自分で書いておきながら、そんな感想を抱きました。


では、本編へどうぞ。


アンゴルモア・プロフィット

「私がやる。」

読み終わるや否や、耀がものすごいまっすぐに、指先まで綺麗にそろえた挙手をした。

そして、その目はグリフォンに向いている。

三毛猫や白夜叉が心配や警告をするがどちらのも問題ないと答える。

よっぽどグリフォンに興味があるようだ。

 

「OK、先手は譲ってやる。失敗するなよ。」

「気を付けてね、春日部さん。」

「頑張ってこい。」

「うん。頑張る。」

 

そこから、耀はグリフォンと会話をし、その背に跨り、湖畔を一周した後、グリフォンのギフトを得て風を纏って浮き、その後、白夜叉に木彫りを見せたりした後、一輝が皆に配ったココアでまったりとしたりした。

前回あそこできったのに、ダイジェストすぎないか?

 

「白夜叉様、今日は鑑定をお願いしに来たのですが。」

「よ、よりにもよってギフト鑑定か。無関係もいいところなのだが・・・おんしらは自分のギフトの力をどの程度把握している?」

「企業秘密。」

「右に同じ。」

「以下同文。」

「数だけ。」

「どんな物かくらいは。」

「私もです。」

 

「うおおおおい?いやまあ、仮にも対戦相手だったものにギフトを教えるのが怖いのは分かるが、それじゃ話がすすまんだろ。少しは後半三人を見習わんかい!」

「別に鑑定なんていらねえよ。人に値札張られるのは趣味じゃないしな。」

 

はっきりと否定する十六夜とそれに同意するように頷く二人。

白夜叉はそんな三人に困ったように頭を掻くが、突如妙案が浮かんだとばかりにニヤリと笑った。

 

「なんにせよ、主催者として、試練をクリアしたおんしらには恩恵を与えねばならん。ちょいと贅沢な代物だがコミュニティ復興の前祝だ。受け取るがよい。」

 

白夜叉がパンパンと拍手を打つ。すると六人の眼前に六枚の光り輝く六枚のカードが現れる。
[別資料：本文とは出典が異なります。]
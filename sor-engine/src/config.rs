//! Configuration loading and management for the simulation.
//!
//! The configuration is stored in TOML format and defines:
//! - Waiting room size and the elastic registration threshold
//! - Simulated-time scale and service-time ranges
//! - Director cadences (control tick, leave injection, drift audit)
//! - Channel retry and polling behaviour
//! - Output directory and IPC key path

use crate::cli::RunArgs;
use crate::timing::{scale_minutes, MsRange, ReleasePoint, Timing};
use serde::{Deserialize, Serialize};
use std::path::{Path, PathBuf};
use std::time::Duration;
use thiserror::Error;
use tracing::info;

/// Name of the configuration file looked up in the working directory and
/// the XDG config directory.
pub const CONFIG_FILE_NAME: &str = "sor.toml";

/// Largest capacity a single `semop` can move at once.
pub const MAX_CAPACITY: i32 = i16::MAX as i32;

/// Configuration errors.
#[derive(Debug, Error)]
pub enum ConfigError {
    #[error("Failed to read config file: {0}")]
    ReadError(#[from] std::io::Error),

    #[error("Failed to parse config: {0}")]
    ParseError(#[from] toml::de::Error),

    #[error("Invalid config: {0}")]
    ValidationError(String),

    #[error("Path does not exist: {0}")]
    PathNotFound(PathBuf),
}

/// Interval in simulated minutes.
#[derive(Debug, Clone, Copy, Serialize, Deserialize, PartialEq)]
pub struct MinutesRange {
    pub min: f64,
    pub max: f64,
}

impl MinutesRange {
    #[must_use]
    pub const fn new(min: f64, max: f64) -> Self {
        Self { min, max }
    }

    /// Wall-clock range for the given scale.
    #[must_use]
    pub fn scaled(&self, ms_per_sim_minute: u64) -> MsRange {
        MsRange::new(
            scale_minutes(self.min, ms_per_sim_minute),
            scale_minutes(self.max, ms_per_sim_minute),
        )
    }

    fn check(&self, name: &str) -> Result<(), ConfigError> {
        if !(self.min.is_finite() && self.max.is_finite()) || self.min < 0.0 || self.min > self.max {
            return Err(ConfigError::ValidationError(format!(
                "timing.{name} must satisfy 0 <= min <= max (got {} .. {})",
                self.min, self.max
            )));
        }
        Ok(())
    }
}

/// Waiting room settings.
#[derive(Debug, Clone, Serialize, Deserialize, PartialEq)]
pub struct WaitingRoomConfig {
    /// Places in the waiting room (permits in the capacity gate).
    #[serde(default = "default_capacity")]
    pub capacity: i32,

    /// Registration backlog at which the second window opens.
    #[serde(default = "default_open_threshold")]
    pub registration_open_threshold: i32,

    /// Stage that returns a unit's permits to the gate.
    #[serde(default)]
    pub release_point: ReleasePoint,
}

const fn default_capacity() -> i32 {
    10
}

const fn default_open_threshold() -> i32 {
    5
}

impl Default for WaitingRoomConfig {
    fn default() -> Self {
        Self {
            capacity: default_capacity(),
            registration_open_threshold: default_open_threshold(),
            release_point: ReleasePoint::default(),
        }
    }
}

/// Simulated time settings. Ranges are in simulated minutes.
#[derive(Debug, Clone, Serialize, Deserialize, PartialEq)]
pub struct TimingConfig {
    /// Wall-clock milliseconds per simulated minute.
    #[serde(default = "default_ms_per_sim_minute")]
    pub ms_per_sim_minute: u64,

    /// Run length in simulated minutes.
    #[serde(default = "default_duration_minutes")]
    pub duration_minutes: u64,

    #[serde(default = "default_seed")]
    pub seed: u64,

    #[serde(default = "default_arrival")]
    pub arrival: MinutesRange,

    #[serde(default = "default_registration")]
    pub registration: MinutesRange,

    #[serde(default = "default_triage")]
    pub triage: MinutesRange,

    #[serde(default = "default_exam")]
    pub specialist_exam: MinutesRange,

    #[serde(default = "default_leave")]
    pub specialist_leave: MinutesRange,
}

const fn default_ms_per_sim_minute() -> u64 {
    100
}

const fn default_duration_minutes() -> u64 {
    60
}

const fn default_seed() -> u64 {
    12345
}

const fn default_arrival() -> MinutesRange {
    MinutesRange::new(0.5, 2.5)
}

const fn default_registration() -> MinutesRange {
    MinutesRange::new(0.5, 1.5)
}

const fn default_triage() -> MinutesRange {
    MinutesRange::new(0.5, 1.0)
}

const fn default_exam() -> MinutesRange {
    MinutesRange::new(0.5, 2.0)
}

const fn default_leave() -> MinutesRange {
    MinutesRange::new(5.0, 25.0)
}

impl Default for TimingConfig {
    fn default() -> Self {
        Self {
            ms_per_sim_minute: default_ms_per_sim_minute(),
            duration_minutes: default_duration_minutes(),
            seed: default_seed(),
            arrival: default_arrival(),
            registration: default_registration(),
            triage: default_triage(),
            specialist_exam: default_exam(),
            specialist_leave: default_leave(),
        }
    }
}

/// Director control loop settings.
#[derive(Debug, Clone, Serialize, Deserialize, PartialEq, Eq)]
pub struct DirectorConfig {
    /// Reset the gate when the same permits are missing on two audits in a row.
    #[serde(default)]
    pub reconciliation_guardrail: bool,

    #[serde(default = "default_tick_ms")]
    pub tick_ms: u64,

    #[serde(default = "default_leave_period_ms")]
    pub leave_period_ms: u64,

    #[serde(default = "default_leave_probability")]
    pub leave_probability_percent: u32,

    #[serde(default = "default_audit_period_ms")]
    pub audit_period_ms: u64,

    /// Wait for a signalled worker before killing it.
    #[serde(default = "default_drain_timeout_ms")]
    pub drain_timeout_ms: u64,
}

const fn default_tick_ms() -> u64 {
    100
}

const fn default_leave_period_ms() -> u64 {
    1000
}

const fn default_leave_probability() -> u32 {
    5
}

const fn default_audit_period_ms() -> u64 {
    5000
}

const fn default_drain_timeout_ms() -> u64 {
    5000
}

impl Default for DirectorConfig {
    fn default() -> Self {
        Self {
            reconciliation_guardrail: false,
            tick_ms: default_tick_ms(),
            leave_period_ms: default_leave_period_ms(),
            leave_probability_percent: default_leave_probability(),
            audit_period_ms: default_audit_period_ms(),
            drain_timeout_ms: default_drain_timeout_ms(),
        }
    }
}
カードにはそれぞれの名前と、体に宿るギフトを表すネームが記されていた。

 

 コバルトブルーのカード逆廻十六夜・ギフトネーム“正体不明(コードアンノウン)

 ワインレッドのカードに久遠飛鳥・ギフトネーム“威光”

 パールエメラルドのカードに春日部耀・ギフトネーム“生命の目録”“ノーフォーマー”

 クロムイエローのカードに寺西一輝・ギフトネーム“無形物を統べるもの”“陰陽術”“空間倉庫・1番~10番”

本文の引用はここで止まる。